-- The data follows --

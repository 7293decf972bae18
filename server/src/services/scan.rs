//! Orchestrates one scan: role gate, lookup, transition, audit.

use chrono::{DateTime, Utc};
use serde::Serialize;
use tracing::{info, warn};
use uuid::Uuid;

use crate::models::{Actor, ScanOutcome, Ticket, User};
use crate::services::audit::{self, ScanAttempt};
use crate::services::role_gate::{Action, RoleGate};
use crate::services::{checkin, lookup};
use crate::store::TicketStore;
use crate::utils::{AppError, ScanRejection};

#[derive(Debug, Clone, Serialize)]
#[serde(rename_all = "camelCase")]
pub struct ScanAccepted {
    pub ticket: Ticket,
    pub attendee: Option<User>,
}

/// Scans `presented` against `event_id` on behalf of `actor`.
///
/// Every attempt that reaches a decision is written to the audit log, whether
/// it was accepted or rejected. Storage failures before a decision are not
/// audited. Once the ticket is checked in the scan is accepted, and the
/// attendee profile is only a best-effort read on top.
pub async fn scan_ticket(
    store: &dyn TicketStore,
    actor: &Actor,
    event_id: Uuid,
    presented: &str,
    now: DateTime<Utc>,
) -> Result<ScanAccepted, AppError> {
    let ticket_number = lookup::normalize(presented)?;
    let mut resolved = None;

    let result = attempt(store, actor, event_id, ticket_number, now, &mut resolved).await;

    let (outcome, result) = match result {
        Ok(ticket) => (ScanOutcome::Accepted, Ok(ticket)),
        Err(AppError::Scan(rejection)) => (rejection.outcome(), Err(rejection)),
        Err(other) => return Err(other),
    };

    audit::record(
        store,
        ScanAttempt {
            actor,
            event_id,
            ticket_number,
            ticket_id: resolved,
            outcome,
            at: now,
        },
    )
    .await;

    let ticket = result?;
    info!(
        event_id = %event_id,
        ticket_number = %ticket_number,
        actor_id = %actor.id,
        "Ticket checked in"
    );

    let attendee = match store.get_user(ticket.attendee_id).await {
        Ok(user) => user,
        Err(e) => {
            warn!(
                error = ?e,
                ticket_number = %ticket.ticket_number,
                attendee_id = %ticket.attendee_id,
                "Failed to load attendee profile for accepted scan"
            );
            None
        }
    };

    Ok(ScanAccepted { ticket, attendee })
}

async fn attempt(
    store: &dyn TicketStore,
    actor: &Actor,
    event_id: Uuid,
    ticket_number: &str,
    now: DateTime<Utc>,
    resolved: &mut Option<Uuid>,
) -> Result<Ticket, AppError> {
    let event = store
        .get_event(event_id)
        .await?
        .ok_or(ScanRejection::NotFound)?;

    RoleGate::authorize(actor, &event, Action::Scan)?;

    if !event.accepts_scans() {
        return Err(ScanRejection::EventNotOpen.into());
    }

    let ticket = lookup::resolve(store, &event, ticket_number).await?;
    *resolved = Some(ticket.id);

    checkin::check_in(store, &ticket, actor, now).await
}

-- The data concluded --

> _What needs to be done_
Give the entries again in full, exactly as they are written.

> _Written reply_
repository 7293decf972bae18
filename server/src/services/scan.rs
//! Orchestrates one scan: role gate, lookup, transition, audit.

use chrono::{DateTime, Utc};
use serde::Serialize;
use tracing::{info, warn};
use uuid::Uuid;

use crate::models::{Actor, ScanOutcome, Ticket, User};
use crate::services::audit::{self, ScanAttempt};
use crate::services::role_gate::{Action, RoleGate};
use crate::services::{checkin, lookup};
use crate::store::TicketStore;
use crate::utils::{AppError, ScanRejection};

#[derive(Debug, Clone, Serialize)]
#[serde(rename_all = "camelCase")]
pub struct ScanAccepted {
    pub ticket: Ticket,
    pub attendee: Option<User>,
}

/// Scans `presented` against `event_id` on behalf of `actor`.
///
/// Every attempt that reaches a decision is written to the audit log, whether
/// it was accepted or rejected. Storage failures before a decision are not
/// audited. Once the ticket is checked in the scan is accepted, and the
/// attendee profile is only a best-effort read on top.
pub async fn scan_ticket(
    store: &dyn TicketStore,
    actor: &Actor,
    event_id: Uuid,
    presented: &str,
    now: DateTime<Utc>,
) -> Result<ScanAccepted, AppError> {
    let ticket_number = lookup::normalize(presented)?;
    let mut resolved = None;

    let result = attempt(store, actor, event_id, ticket_number, now, &mut resolved).await;

    let (outcome, result) = match result {
        Ok(ticket) => (ScanOutcome::Accepted, Ok(ticket)),
        Err(AppError::Scan(rejection)) => (rejection.outcome(), Err(rejection)),
        Err(other) => return Err(other),
    };

    audit::record(
        store,
        ScanAttempt {
            actor,
            event_id,
            ticket_number,
            ticket_id: resolved,
            outcome,
            at: now,
        },
    )
    .await;

    let ticket = result?;
    info!(
        event_id = %event_id,
        ticket_number = %ticket_number,
        actor_id = %actor.id,
        "Ticket checked in"
    );

    let attendee = match store.get_user(ticket.attendee_id).await {
        Ok(user) => user,
        Err(e) => {
            warn!(
                error = ?e,
                ticket_number = %ticket.ticket_number,
                attendee_id = %ticket.attendee_id,
                "Failed to load attendee profile for accepted scan"
            );
            None
        }
    };

    Ok(ScanAccepted { ticket, attendee })
}

async fn attempt(
    store: &dyn TicketStore,
    actor: &Actor,
    event_id: Uuid,
    ticket_number: &str,
    now: DateTime<Utc>,
    resolved: &mut Option<Uuid>,
) -> Result<Ticket, AppError> {
    let event = store
        .get_event(event_id)
        .await?
        .ok_or(ScanRejection::NotFound)?;

    RoleGate::authorize(actor, &event, Action::Scan)?;

    if !event.accepts_scans() {
        return Err(ScanRejection::EventNotOpen.into());
    }

    let ticket = lookup::resolve(store, &event, ticket_number).await?;
    *resolved = Some(ticket.id);

    checkin::check_in(store, &ticket, actor, now).await
}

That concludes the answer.